• **MATERIAL FOR THIS EXERCISE**
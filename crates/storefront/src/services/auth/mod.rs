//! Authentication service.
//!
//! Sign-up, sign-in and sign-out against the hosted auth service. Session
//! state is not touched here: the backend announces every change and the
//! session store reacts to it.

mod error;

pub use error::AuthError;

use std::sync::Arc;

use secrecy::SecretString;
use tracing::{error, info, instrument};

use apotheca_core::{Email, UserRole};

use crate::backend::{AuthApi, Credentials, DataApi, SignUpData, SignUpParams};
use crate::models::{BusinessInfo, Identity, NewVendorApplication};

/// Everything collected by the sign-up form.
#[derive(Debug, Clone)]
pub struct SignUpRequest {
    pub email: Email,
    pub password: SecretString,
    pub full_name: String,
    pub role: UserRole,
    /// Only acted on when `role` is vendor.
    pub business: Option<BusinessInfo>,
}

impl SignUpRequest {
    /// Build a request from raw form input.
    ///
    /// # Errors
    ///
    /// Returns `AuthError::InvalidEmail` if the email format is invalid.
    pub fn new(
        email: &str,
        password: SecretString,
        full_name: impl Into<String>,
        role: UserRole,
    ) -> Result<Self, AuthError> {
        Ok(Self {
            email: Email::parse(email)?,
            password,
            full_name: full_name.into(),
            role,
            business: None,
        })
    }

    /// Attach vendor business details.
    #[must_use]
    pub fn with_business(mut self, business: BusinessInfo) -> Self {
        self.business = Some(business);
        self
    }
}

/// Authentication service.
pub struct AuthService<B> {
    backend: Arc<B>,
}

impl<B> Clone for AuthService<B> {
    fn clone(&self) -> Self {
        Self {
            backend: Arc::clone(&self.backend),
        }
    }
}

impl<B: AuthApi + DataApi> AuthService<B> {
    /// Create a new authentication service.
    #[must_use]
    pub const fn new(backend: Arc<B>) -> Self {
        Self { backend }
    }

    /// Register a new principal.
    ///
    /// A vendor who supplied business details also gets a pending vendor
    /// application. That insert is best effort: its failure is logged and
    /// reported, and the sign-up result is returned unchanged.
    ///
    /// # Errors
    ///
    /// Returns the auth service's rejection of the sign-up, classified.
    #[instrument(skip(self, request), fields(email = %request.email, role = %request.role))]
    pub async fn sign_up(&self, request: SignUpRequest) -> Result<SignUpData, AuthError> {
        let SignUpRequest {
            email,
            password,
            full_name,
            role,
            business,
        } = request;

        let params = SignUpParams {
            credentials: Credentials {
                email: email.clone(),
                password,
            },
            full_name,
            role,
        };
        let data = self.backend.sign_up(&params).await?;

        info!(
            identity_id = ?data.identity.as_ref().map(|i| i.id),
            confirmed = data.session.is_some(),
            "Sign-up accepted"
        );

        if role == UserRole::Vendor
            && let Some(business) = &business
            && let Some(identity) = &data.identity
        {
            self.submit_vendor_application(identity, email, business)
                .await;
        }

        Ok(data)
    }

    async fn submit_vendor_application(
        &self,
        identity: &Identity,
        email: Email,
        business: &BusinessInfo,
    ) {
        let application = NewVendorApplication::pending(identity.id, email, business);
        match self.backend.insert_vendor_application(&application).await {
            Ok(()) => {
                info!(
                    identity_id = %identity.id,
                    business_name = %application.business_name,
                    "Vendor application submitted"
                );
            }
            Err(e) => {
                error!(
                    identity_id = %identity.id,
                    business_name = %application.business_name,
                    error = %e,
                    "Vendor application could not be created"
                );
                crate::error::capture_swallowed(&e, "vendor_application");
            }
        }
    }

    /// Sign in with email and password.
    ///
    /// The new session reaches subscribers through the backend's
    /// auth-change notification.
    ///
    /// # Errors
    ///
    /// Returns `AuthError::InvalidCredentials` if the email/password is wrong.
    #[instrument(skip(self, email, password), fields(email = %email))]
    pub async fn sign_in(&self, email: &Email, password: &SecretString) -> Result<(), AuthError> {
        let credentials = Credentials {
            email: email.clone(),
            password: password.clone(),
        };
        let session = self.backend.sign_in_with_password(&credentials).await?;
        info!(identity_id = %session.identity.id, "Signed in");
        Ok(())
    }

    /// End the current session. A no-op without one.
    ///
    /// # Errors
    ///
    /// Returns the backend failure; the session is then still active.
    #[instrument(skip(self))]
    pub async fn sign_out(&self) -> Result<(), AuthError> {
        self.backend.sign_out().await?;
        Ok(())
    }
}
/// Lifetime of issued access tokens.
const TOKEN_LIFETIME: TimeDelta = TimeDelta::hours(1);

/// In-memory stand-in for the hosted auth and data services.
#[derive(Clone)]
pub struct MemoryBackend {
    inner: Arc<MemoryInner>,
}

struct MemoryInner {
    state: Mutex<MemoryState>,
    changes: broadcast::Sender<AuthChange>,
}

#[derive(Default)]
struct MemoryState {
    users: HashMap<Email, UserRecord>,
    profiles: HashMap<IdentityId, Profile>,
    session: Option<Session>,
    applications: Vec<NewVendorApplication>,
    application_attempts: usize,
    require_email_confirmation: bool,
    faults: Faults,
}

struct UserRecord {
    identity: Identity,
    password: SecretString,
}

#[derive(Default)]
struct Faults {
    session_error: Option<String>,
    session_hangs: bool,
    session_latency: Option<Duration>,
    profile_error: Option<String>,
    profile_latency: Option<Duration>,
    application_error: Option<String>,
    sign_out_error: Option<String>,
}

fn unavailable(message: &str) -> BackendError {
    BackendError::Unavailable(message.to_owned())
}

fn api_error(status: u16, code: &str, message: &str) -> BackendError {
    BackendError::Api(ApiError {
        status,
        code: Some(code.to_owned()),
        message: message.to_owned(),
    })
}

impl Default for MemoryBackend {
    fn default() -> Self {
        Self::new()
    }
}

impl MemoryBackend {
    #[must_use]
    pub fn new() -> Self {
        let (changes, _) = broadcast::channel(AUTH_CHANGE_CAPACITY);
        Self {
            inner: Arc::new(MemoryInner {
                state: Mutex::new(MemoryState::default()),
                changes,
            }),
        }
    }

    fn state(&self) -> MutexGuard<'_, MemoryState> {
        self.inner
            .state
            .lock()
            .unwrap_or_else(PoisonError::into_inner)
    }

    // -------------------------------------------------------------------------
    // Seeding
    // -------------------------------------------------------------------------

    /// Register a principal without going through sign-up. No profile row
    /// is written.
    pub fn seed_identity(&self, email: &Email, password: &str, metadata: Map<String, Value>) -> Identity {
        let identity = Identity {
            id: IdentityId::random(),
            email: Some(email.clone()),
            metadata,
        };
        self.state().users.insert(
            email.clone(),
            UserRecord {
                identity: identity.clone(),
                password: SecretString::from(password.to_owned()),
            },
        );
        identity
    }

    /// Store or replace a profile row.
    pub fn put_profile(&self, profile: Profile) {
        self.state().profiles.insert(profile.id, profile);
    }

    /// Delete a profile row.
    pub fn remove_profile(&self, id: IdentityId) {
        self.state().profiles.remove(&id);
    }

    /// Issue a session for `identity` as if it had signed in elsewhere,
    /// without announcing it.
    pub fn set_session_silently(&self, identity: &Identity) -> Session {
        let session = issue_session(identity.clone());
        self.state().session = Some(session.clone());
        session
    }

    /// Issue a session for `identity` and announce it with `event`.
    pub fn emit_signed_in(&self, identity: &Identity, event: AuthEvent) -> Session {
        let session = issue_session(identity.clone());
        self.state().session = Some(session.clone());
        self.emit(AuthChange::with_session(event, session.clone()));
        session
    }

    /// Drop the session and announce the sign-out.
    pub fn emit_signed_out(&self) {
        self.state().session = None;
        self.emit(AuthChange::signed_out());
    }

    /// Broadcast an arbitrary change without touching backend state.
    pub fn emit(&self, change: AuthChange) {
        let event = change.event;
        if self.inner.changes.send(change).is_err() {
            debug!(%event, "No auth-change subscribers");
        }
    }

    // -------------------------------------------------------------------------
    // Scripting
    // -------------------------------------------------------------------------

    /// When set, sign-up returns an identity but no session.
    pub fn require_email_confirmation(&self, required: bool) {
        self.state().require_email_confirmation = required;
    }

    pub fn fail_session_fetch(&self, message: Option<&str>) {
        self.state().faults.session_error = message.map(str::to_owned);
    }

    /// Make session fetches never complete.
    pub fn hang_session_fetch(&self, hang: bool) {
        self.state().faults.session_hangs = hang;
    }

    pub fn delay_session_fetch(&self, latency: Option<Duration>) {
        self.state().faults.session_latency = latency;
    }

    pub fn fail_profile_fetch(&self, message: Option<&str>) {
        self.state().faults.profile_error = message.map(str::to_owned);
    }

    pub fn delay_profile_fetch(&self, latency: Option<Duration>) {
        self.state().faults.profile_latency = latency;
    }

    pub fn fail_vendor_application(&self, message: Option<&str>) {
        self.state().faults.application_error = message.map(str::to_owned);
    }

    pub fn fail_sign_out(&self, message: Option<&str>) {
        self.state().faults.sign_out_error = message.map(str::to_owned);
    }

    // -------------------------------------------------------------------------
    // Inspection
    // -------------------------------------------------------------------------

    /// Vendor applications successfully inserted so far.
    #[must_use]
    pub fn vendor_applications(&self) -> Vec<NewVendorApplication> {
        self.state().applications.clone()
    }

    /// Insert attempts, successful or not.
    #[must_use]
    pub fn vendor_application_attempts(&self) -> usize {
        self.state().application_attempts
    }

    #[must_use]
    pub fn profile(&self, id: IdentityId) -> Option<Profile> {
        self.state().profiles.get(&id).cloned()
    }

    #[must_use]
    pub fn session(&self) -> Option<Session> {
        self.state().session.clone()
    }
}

• **ASSIGNMENT**
Number of lines holding "async" in the data: give it, with nothing else.

• **SOLUTION BELOW**
4